Timeline for the evolution of "Colour Photography"

between the late 19th and early 20th Centuries

©Werner Hammerstingl, 1999
 
Date Event
1840 One year after the official date of the invention of Photography Sir John Hershel begins to experiment with colour impressions on silver chloride emulsions.
1855 Alphonse L. Poitevin describes the principles of the carbro printing process using pigments.
1861 James Clerk Maxwell demonstrates a colour projection in London
1862 The Frenchman Louis Ducos du Hauron begins his experimentation with a range of colour processes.
1868 Louis Ducos du Hauron demonstrates his first successful colour pictures and obtains the first patent of a colour process in photography.
1868 Louis Ducos du Hauron demonstrates his first successful colour pictures and obtains the first patent of a colour process in photography.
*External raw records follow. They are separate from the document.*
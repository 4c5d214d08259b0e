//! Bidirectional relay between two connections
//!
//! Both directions run concurrently inside the caller's task. The pipe is
//! done as soon as either direction finishes: when one side hangs up or
//! fails the whole relay winds down. The unfinished direction is dropped
//! with the pipe, so it cannot outlive it.

use tokio::io::{AsyncRead, AsyncWrite};

use super::copier::ByteCopier;
use super::error::CopyError;

/// Which copy direction ended the pipe
#[derive(Debug, Clone, Copy, PartialEq, Eq)]
pub enum Direction {
    /// A -> B (local -> remote)
    Forward,
    /// B -> A (remote -> local)
    Backward,
}

/// Summary of a finished pipe
#[derive(Debug)]
pub struct PipeResult {
    /// Bytes written A -> B
    pub bytes_forward: u64,
    /// Bytes written B -> A
    pub bytes_backward: u64,
    /// Direction whose completion ended the pipe
    pub finished: Direction,
    /// Error of that direction, `None` on clean EOF
    pub terminal_error: Option<CopyError>,
}

impl PipeResult {
    pub fn total_bytes(&self) -> u64 {
        self.bytes_forward + self.bytes_backward
    }
}

/// Relay between `a` and `b` until one direction finishes
pub struct Pipe {
    forward: ByteCopier,
    backward: ByteCopier,
}

impl Pipe {
    /// `a_label`/`b_label` name the two endpoints in logs
    pub fn new(a_label: &str, b_label: &str) -> Self {
        Self {
            forward: ByteCopier::new(format!("{} -> {}", a_label, b_label)),
            backward: ByteCopier::new(format!("{} -> {}", b_label, a_label)),
        }
    }

    /// Run both directions; returns once the first one ends
    ///
    /// The connections are borrowed, not consumed: closing them afterwards
    /// is the caller's job.
    pub async fn forward<A, B>(mut self, a: &mut A, b: &mut B) -> PipeResult
    where
        A: AsyncRead + AsyncWrite + Unpin + ?Sized,
        B: AsyncRead + AsyncWrite + Unpin + ?Sized,
    {
        let (mut a_read, mut a_write) = tokio::io::split(a);
        let (mut b_read, mut b_write) = tokio::io::split(b);

        let (finished, result) = tokio::select! {
            r = self.forward.copy(&mut a_read, &mut b_write) => (Direction::Forward, r),
            r = self.backward.copy(&mut b_read, &mut a_write) => (Direction::Backward, r),
        };

        PipeResult {
            bytes_forward: self.forward.bytes_written(),
            bytes_backward: self.backward.bytes_written(),
            finished,
            terminal_error: result.err(),
        }
    }
}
1895 Camille Nachet in France sells the first commercially produced three colour camera.
1907 In 1907 Louis Lumiere brought out his autochrome process of colour photography entirely new and of exceptional quality. Edward Steichen, in New York, had the opportunity of experimenting with this technique before it was put on the market. He was delighted with it and exhibited some of his own autochrome plates in 1907 at Alfred Stieglitz's 291 Gallery in New York.
1913 Annual production reacheds the rate of one million Autochrome plates.
1932 The glass "autochrome" plate is replaced by film.